4‐amino‐6‐alkyloxy‐2‐alkylthiopyrimidine derivatives as novel non‐nucleoside agonists for the adenosine A 1 receptor

Three 4‐amino‐6‐alkyloxy‐2‐alkylthiopyrimidine derivatives ( 4 – 6 ) were investigated as potential non‐nucleoside agonists at human adenosine receptors ( AR s). When tested in competition binding experiments, these compounds exhibited low micromolar affinity ( K i values comprised between 1.2 and 1.9  μ m ) for the A 1 AR and no appreciable affinity for the A 2A and A 3 AR s.

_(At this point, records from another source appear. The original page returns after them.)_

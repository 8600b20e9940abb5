//! Vacation schedule: per-date absences that remove an inspector from the
//! candidate pool entirely.

use chrono::NaiveDate;
use std::collections::HashSet;

#[derive(Debug, Clone, Default)]
pub struct VacationSchedule {
 /// `(inspector_id, date)` pairs with a non-empty absence code.
 absences: HashSet<(String, NaiveDate)>,
}

impl VacationSchedule {
 pub fn from_absences(absences: impl IntoIterator<Item = (String, NaiveDate)>) -> Self {
 Self {
 absences: absences.into_iter().collect(),
 }
 }

 pub fn is_on_vacation(&self, inspector_id: &str, date: NaiveDate) -> bool {
 self.absences.contains(&(inspector_id.to_string(), date))
 }
}

#[cfg(test)]
mod tests {
 use super::*;

 #[test]
 fn absent_inspector_is_excluded() {
 let date = NaiveDate::from_ymd_opt(2026, 7, 29).unwrap();
 let schedule = VacationSchedule::from_absences(vec![("A".to_string(), date)]);
 assert!(schedule.is_on_vacation("A", date));
 assert!(!schedule.is_on_vacation("B", date));
 }
}
//! Runtime-settable engine parameters.
//!
//! Unlike the teacher's `config::ConfigManager`, this is an in-memory,
//! DB-free struct: reading configuration from an external store is an
//! explicit non-goal collaborator here. Values are passed by reference into
//! every phase rather than read from a global.

use chrono::NaiveTime;
use serde::{Deserialize, Serialize};

/// Tunable parameters for the assignment pipeline.
#[derive(Debug, Clone, PartialEq, Serialize, Deserialize)]
pub struct EngineConfig {
 /// Same-part cumulative daily cap, in hours (default 4.0).
 pub h_product: f64,
 /// Inspection-time pivot above which crew size grows past 1 (default 3.0).
 pub h_required: f64,
 /// Work-hour slack subtracted from every cap check (default 0.05).
 pub epsilon: f64,
 /// Fairness-rebalance trigger ratio relative to the mean (default 0.15).
 pub imbalance_threshold_ratio: f64,
 /// Max iterations of the Phase 2 repair loop (default 10).
 pub repair_iteration_cap: u32,
 /// Max reassignments performed during Phase 3 rebalance (default 50).
 pub rebalance_cap: u32,
 /// Midday break window subtracted from shift span when contained.
 pub break_start: NaiveTime,
 pub break_end: NaiveTime,
}

impl Default for EngineConfig {
 fn default() -> Self {
 Self {
 h_product: 4.0,
 h_required: 3.0,
 epsilon: 0.05,
 imbalance_threshold_ratio: 0.15,
 repair_iteration_cap: 10,
 rebalance_cap: 50,
 break_start: NaiveTime::from_hms_opt(12, 15, 0).expect("valid constant time"),
 break_end: NaiveTime::from_hms_opt(13, 0, 0).expect("valid constant time"),
 }
 }
}

impl EngineConfig {
 /// Length of the break window, in hours.
 pub fn break_duration_hours(&self) -> f64 {
 (self.break_end - self.break_start).num_minutes() as f64 / 60.0
 }
}
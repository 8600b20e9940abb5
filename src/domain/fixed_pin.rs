//! Fixed-inspector pins: a `(product, process-or-blank)` rule forcing named
//! inspectors into a lot's crew when available.

use serde::{Deserialize, Serialize};
use std::collections::HashMap;

#[derive(Debug, Clone, Serialize, Deserialize)]
pub struct FixedPinRule {
 pub product_number: String,
 /// `None` matches every process of the product.
 pub process_name: Option<String>,
 pub inspector_ids: Vec<String>,
}

#[derive(Debug, Clone, Default)]
pub struct FixedPinRegistry {
 /// Keyed by product number; a product may have both a blank-process rule
 /// and process-specific rules, so we keep them as a small vec.
 rules: HashMap<String, Vec<FixedPinRule>>,
}

impl FixedPinRegistry {
 pub fn from_rules(rules: impl IntoIterator<Item = FixedPinRule>) -> Self {
 let mut by_product: HashMap<String, Vec<FixedPinRule>> = HashMap::new();
 for rule in rules {
 by_product
.entry(rule.product_number.clone())
.or_default()
.push(rule);
 }
 Self { rules: by_product }
 }

 /// Every inspector pinned to `(product_number, process_name)`, across any
 /// matching rule (exact process match or blank-process wildcard rule).
 pub fn pinned_inspectors(&self, product_number: &str, process_name: &str) -> Vec<String> {
 let Some(rules) = self.rules.get(product_number) else {
 return Vec::new();
 };
 let mut pinned = Vec::new();
 for rule in rules {
 let matches = match &rule.process_name {
 None => true,
 Some(name) => name == process_name,
 };
 if matches {
 for id in &rule.inspector_ids {
 if !pinned.contains(id) {
 pinned.push(id.clone());
 }
 }
 }
 }
 pinned
 }
}
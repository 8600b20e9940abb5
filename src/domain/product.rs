//! Product master: per-process inspection rate.

use serde::{Deserialize, Serialize};
use std::collections::HashMap;

#[derive(Debug, Clone, PartialEq, Serialize, Deserialize)]
pub struct ProductProcessRate {
 pub product_number: String,
 pub process_number: String,
 pub seconds_per_unit: f64,
}

/// Immutable snapshot of the product master, indexed for `(product_number,
/// process_number)` lookup with "first row for the product" fallback when
/// the exact process is absent.
#[derive(Debug, Clone, Default)]
pub struct ProductMaster {
 by_product_process: HashMap<(String, String), f64>,
 first_row_per_product: HashMap<String, f64>,
}

impl ProductMaster {
 pub fn from_rows(rows: impl IntoIterator<Item = ProductProcessRate>) -> Self {
 let mut by_product_process = HashMap::new();
 let mut first_row_per_product = HashMap::new();
 for row in rows {
 first_row_per_product
.entry(row.product_number.clone())
.or_insert(row.seconds_per_unit);
 by_product_process.insert(
 (row.product_number, row.process_number),
 row.seconds_per_unit,
 );
 }
 Self {
 by_product_process,
 first_row_per_product,
 }
 }

 /// Resolve `seconds_per_unit`, falling back to the product's first row
 /// when the exact `(product_number, process_number)` is missing.
 pub fn seconds_per_unit(&self, product_number: &str, process_number: &str) -> Option<f64> {
 self.by_product_process
.get(&(product_number.to_string(), process_number.to_string()))
.copied()
.or_else(|| self.first_row_per_product.get(product_number).copied())
 }

 pub fn contains_product(&self, product_number: &str) -> bool {
 self.first_row_per_product.contains_key(product_number)
 }
}

#[cfg(test)]
mod tests {
 use super::*;

 fn master() -> ProductMaster {
 ProductMaster::from_rows(vec![
 ProductProcessRate {
 product_number: "P1".into(),
 process_number: "10".into(),
 seconds_per_unit: 60.0,
 },
 ProductProcessRate {
 product_number: "P1".into(),
 process_number: "20".into(),
 seconds_per_unit: 90.0,
 },
 ])
 }

 #[test]
 fn exact_process_match() {
 assert_eq!(master().seconds_per_unit("P1", "10"), Some(60.0));
 }

 #[test]
 fn falls_back_to_first_row_when_process_missing() {
 assert_eq!(master().seconds_per_unit("P1", "99"), Some(60.0));
 }

 #[test]
 fn unknown_product_resolves_to_none() {
 assert_eq!(master().seconds_per_unit("P9", "10"), None);
 }
}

Evaluation of their efficacy profiles by measurement of intracellular cAMP levels revealed that 4 and 5 behave as non‐nucleoside agonists of the A 1 AR with EC 50 values of 0.47 and 0.87  μ m , respectively. No clear concentration‐response curves could be instead obtained for 6 , probably because this compound modulates one or more additional targets, thus masking the putative effects exerted by its activation of A 1 AR . The three compounds were not able to modulate A 2B AR ‐mediated cAMP accumulation induced by the non‐selective AR agonist NECA , thus demonstrating no affinity toward this receptor.